Over the past week, the price of gasoline (petrol) increased again, going up another penny, bringing it up to 1.54 a liter. However, with the pound weakening against the dollar, the price of an equivalent U.S. gallon fell from $7.33 to $7.26. Meanwhile, the price of a liter of diesel dropped to £1.565 a liter.
“Writing a book is a horrible, exhausting struggle, like a long bout of some painful illness. One would never undertake such a thing if one were not driven on by some demon whom one can neither resist nor understand.” — George Orwell. Compliments of https://selfpublishing.com/writing-quotes/.
So who was born on this date in history? Let’s find out who in the writing world was born on 10 September, the second Sunday of the month. (Compliments of https://www.onthisday.com/birthdays/):
Thomas Sydenham, English physician and author of “Observationes Medicae”; Hannah Webster Foster, American author (The Coquette; or, The History of Eliza Wharton); Charles Peirce, American scientist and philosopher known as “the father of pragmatism”; saac Kauffman Funk, American publisher (Funk & Wagnalls); Jeppe Aakjær, Danish poet and novelist (Bondens Søn); Georgia Douglas Johnson, African American poet and playwright (Autumn Love Cycle); Euphemia “Phemia” Molkenboer, Dutch author and poster artist; Berthold Altaner, German Catholic church historian (Patrologie), and educator; Carl Van Doren, American literary critic and biographer (“Benjamin Franklin” – Pulitzer Prize, 1939); Hilda Doolittle, American poetess (Imagist movement); Franz Werfel, Austrian-Bohemian novelist, playwright, and poet (Mirror Man, The Forty Days of Musa Dagh); Viswanatha Satyanarayana, Indian Telugu writer (Ramayana Kalpa Vrukshamu, Veyipadagalu); Georges Bataille, French writer; Toivo Pekkanen, Finnish writer (Wegwerkers); William Oliver Everson, American poet; Franfo Fortini [Franco Lattes], Italian poet; Miguel Serrano, Chilean author, diplomat and fascist (Esoteric Hitlerism); Lex van Delden [Alexander Zwaap], Dutch composer and writer (Canto della Guerra); Leo P. Kelley, American sci-fi author (Dead Moon, Vacation in Space); Bo Goldman, American Academy Award-winning screenwriter (One Flew Over the Cuckoo’s Nest; Melvin and Howard), and playwright; Mary Oliver, American poet (1984 Pulitzer Prize); Jared Diamond, American biologist and author (Guns, Germs and Steel); Stephen Jason Gould, American paleontologist and popular science writer; Neale Donald Walsch, American author (Conversations with God); Zhang Chengzhi, Chinese writer (History of the Soul); Gerry Conway, Marvel comics writer (Punisher); Chris Columbus, American film writer/director (Mrs Doubtfire, Nine Months); and Anurag Kashyap, Indian film director, writer, producer and actor (Gangs of Wasseypur, Satya, Black Friday).
Any names familiar to you?

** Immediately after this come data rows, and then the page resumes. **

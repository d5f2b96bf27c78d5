//! The completed, query-ready index.
//!
//! An [`Index`] is produced by [`Indexer::complete`] and never changes
//! afterwards. Every secondary map is keyed and ordered by [`DotName`], so two
//! indexes built from the same input in the same order serialize to the same
//! bytes.

mod builder;

pub use builder::Indexer;

use crate::error::IndexError;
use classdex_api::{
    AnnotationInstance, AnnotationValueKind, ClassInfo, DotName, ModuleInfo, PrimitiveKind, Type,
    TypeKind,
};
use serde::{Deserialize, Serialize};
use std::collections::{BTreeMap, BTreeSet, VecDeque};

#[derive(Debug, Clone, Default, PartialEq, Eq, Serialize, Deserialize)]
pub struct Index {
    pub(crate) classes: BTreeMap<DotName, ClassInfo>,
    /// Annotation name to every usage, in class order.
    pub(crate) annotations: BTreeMap<DotName, Vec<AnnotationInstance>>,
    pub(crate) subclasses: BTreeMap<DotName, Vec<DotName>>,
    /// Interface to the non-interface classes listing it directly.
    pub(crate) implementors: BTreeMap<DotName, Vec<DotName>>,
    pub(crate) subinterfaces: BTreeMap<DotName, Vec<DotName>>,
    pub(crate) users: BTreeMap<DotName, Vec<DotName>>,
    pub(crate) packages: BTreeMap<DotName, Vec<DotName>>,
    /// Module name to the `module-info` class declaring it.
    pub(crate) modules: BTreeMap<DotName, DotName>,
}

impl Index {
    pub fn class_by_name(&self, name: &DotName) -> Option<&ClassInfo> {
        self.classes.get(name)
    }

    /// All indexed classes in name order.
    pub fn known_classes(&self) -> impl Iterator<Item = &ClassInfo> {
        self.classes.values()
    }

    pub fn class_count(&self) -> usize {
        self.classes.len()
    }

    /// Every usage of the annotation across the index, declaration and
    /// type-use alike.
    pub fn annotations(&self, name: &DotName) -> &[AnnotationInstance] {
        self.annotations.get(name).map(Vec::as_slice).unwrap_or(&[])
    }

    /// Annotation names with at least one usage, in name order.
    pub fn annotation_names(&self) -> impl Iterator<Item = &DotName> {
        self.annotations.keys()
    }

    fn lookup<'a>(&'a self, map: &'a BTreeMap<DotName, Vec<DotName>>, name: &DotName) -> Vec<&'a ClassInfo> {
        map.get(name)
            .into_iter()
            .flatten()
            .filter_map(|n| self.classes.get(n))
            .collect()
    }

    pub fn known_direct_subclasses(&self, name: &DotName) -> Vec<&ClassInfo> {
        self.lookup(&self.subclasses, name)
    }

    /// Subclasses at any depth, breadth first.
    pub fn all_known_subclasses(&self, name: &DotName) -> Vec<&ClassInfo> {
        let mut seen = BTreeSet::new();
        let mut result = Vec::new();
        let mut queue = VecDeque::from([name.clone()]);
        while let Some(current) = queue.pop_front() {
            for class in self.known_direct_subclasses(&current) {
                if seen.insert(class.name.clone()) {
                    queue.push_back(class.name.clone());
                    result.push(class);
                }
            }
        }
        result
    }

    /// Classes (not interfaces) whose `implements` clause names the interface.
    pub fn known_direct_implementors(&self, name: &DotName) -> Vec<&ClassInfo> {
        self.lookup(&self.implementors, name)
    }

    pub fn known_direct_subinterfaces(&self, name: &DotName) -> Vec<&ClassInfo> {
        self.lookup(&self.subinterfaces, name)
    }

    /// Classes implementing the interface directly, through a subinterface,
    /// or by extending an implementor.
    pub fn all_known_implementors(&self, name: &DotName) -> Vec<&ClassInfo> {
        let mut interfaces = BTreeSet::from([name.clone()]);
        let mut pending = vec![name.clone()];
        let mut seen = BTreeSet::new();
        let mut result = Vec::new();
        while let Some(interface) = pending.pop() {
            for sub in self.known_direct_subinterfaces(&interface) {
                if interfaces.insert(sub.name.clone()) {
                    pending.push(sub.name.clone());
                }
            }
            for class in self.known_direct_implementors(&interface) {
                if seen.insert(class.name.clone()) {
                    result.push(class);
                }
                for sub in self.all_known_subclasses(&class.name) {
                    if seen.insert(sub.name.clone()) {
                        result.push(sub);
                    }
                }
            }
        }
        result
    }

    /// Classes whose constant pool names the class.
    pub fn known_users(&self, name: &DotName) -> Vec<&ClassInfo> {
        self.lookup(&self.users, name)
    }

    pub fn classes_in_package(&self, package: &DotName) -> Vec<&ClassInfo> {
        self.lookup(&self.packages, package)
    }

    pub fn module(&self, name: &DotName) -> Option<&ModuleInfo> {
        self.modules
            .get(name)
            .and_then(|class| self.classes.get(class))
            .and_then(|class| class.module.as_ref())
    }

    pub fn modules(&self) -> impl Iterator<Item = &ModuleInfo> {
        self.modules
            .values()
            .filter_map(|class| self.classes.get(class)?.module.as_ref())
    }

    /// Finds the declaration of a type variable visible inside `class`,
    /// looking through enclosing methods and classes.
    pub fn resolve_type_variable(&self, class: &DotName, identifier: &str) -> Option<&Type> {
        let mut current = self.classes.get(class);
        let mut seen = BTreeSet::new();
        while let Some(info) = current {
            if !seen.insert(&info.name) {
                break;
            }
            if let Some(found) = info.type_parameter(identifier) {
                return Some(found);
            }
            let enclosing_method = info.nesting.enclosing_method.as_ref();
            if let Some(enclosing) = enclosing_method {
                let found = self
                    .classes
                    .get(&enclosing.class)
                    .and_then(|c| c.method(&enclosing.method.name, &enclosing.method.descriptor))
                    .and_then(|m| m.type_parameter(identifier));
                if found.is_some() {
                    return found;
                }
            }
            let outer = info
                .nesting
                .enclosing_class
                .as_ref()
                .or(enclosing_method.map(|e| &e.class));
            current = outer.and_then(|name| self.classes.get(name));
        }
        None
    }

    /// The element kind of an array-valued annotation member, taken from the
    /// member's declared return type. Needed for empty arrays, which carry no
    /// elements to inspect.
    pub fn annotation_array_element_kind(
        &self,
        annotation: &DotName,
        member: &str,
    ) -> Result<AnnotationValueKind, IndexError> {
        let class = self
            .classes
            .get(annotation)
            .ok_or_else(|| IndexError::MissingAnnotationClass(annotation.clone()))?;
        let method = class
            .methods_named(member)
            .find(|m| m.parameter_types.is_empty() && !m.flags.is_static())
            .ok_or_else(|| IndexError::UnknownAnnotationMember {
                annotation: annotation.clone(),
                member: member.to_string(),
            })?;
        let element = method.return_type.component().unwrap_or_else(|| method.return_type.clone());
        Ok(self.value_kind(&element))
    }

    fn value_kind(&self, ty: &Type) -> AnnotationValueKind {
        match ty.kind() {
            TypeKind::Primitive(primitive) => match primitive {
                PrimitiveKind::Boolean => AnnotationValueKind::Boolean,
                PrimitiveKind::Byte => AnnotationValueKind::Byte,
                PrimitiveKind::Short => AnnotationValueKind::Short,
                PrimitiveKind::Int => AnnotationValueKind::Int,
                PrimitiveKind::Long => AnnotationValueKind::Long,
                PrimitiveKind::Float => AnnotationValueKind::Float,
                PrimitiveKind::Double => AnnotationValueKind::Double,
                PrimitiveKind::Char => AnnotationValueKind::Char,
            },
            TypeKind::Array(_) => AnnotationValueKind::Array,
            _ => {
                let name = ty.name();
                if name == DotName::simple("java.lang.String") {
                    AnnotationValueKind::String
                } else if name == DotName::simple("java.lang.Class") {
                    AnnotationValueKind::Class
                } else if self
                    .classes
                    .get(&name)
                    .is_some_and(|c| c.flags.is_annotation())
                {
                    AnnotationValueKind::Nested
                } else {
                    AnnotationValueKind::Enum
                }
            }
        }
    }
}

There weren’t any for me this time. Whether you recognize anyone on the list or not, if today’s your special day I hope you have a great one!
My Work In Progress
This week, I completed chapter twelve of Mission: Yemen, Xavier Sear Thriller Book 2. As always, it’s been posted to the two online writing sites I use. A further twenty-one reviews arrived this week, bringing the total to 222. As always, there are plenty of recommendations for me to consider, and I’m always appreciative of the time and effort people put into reviewing my work.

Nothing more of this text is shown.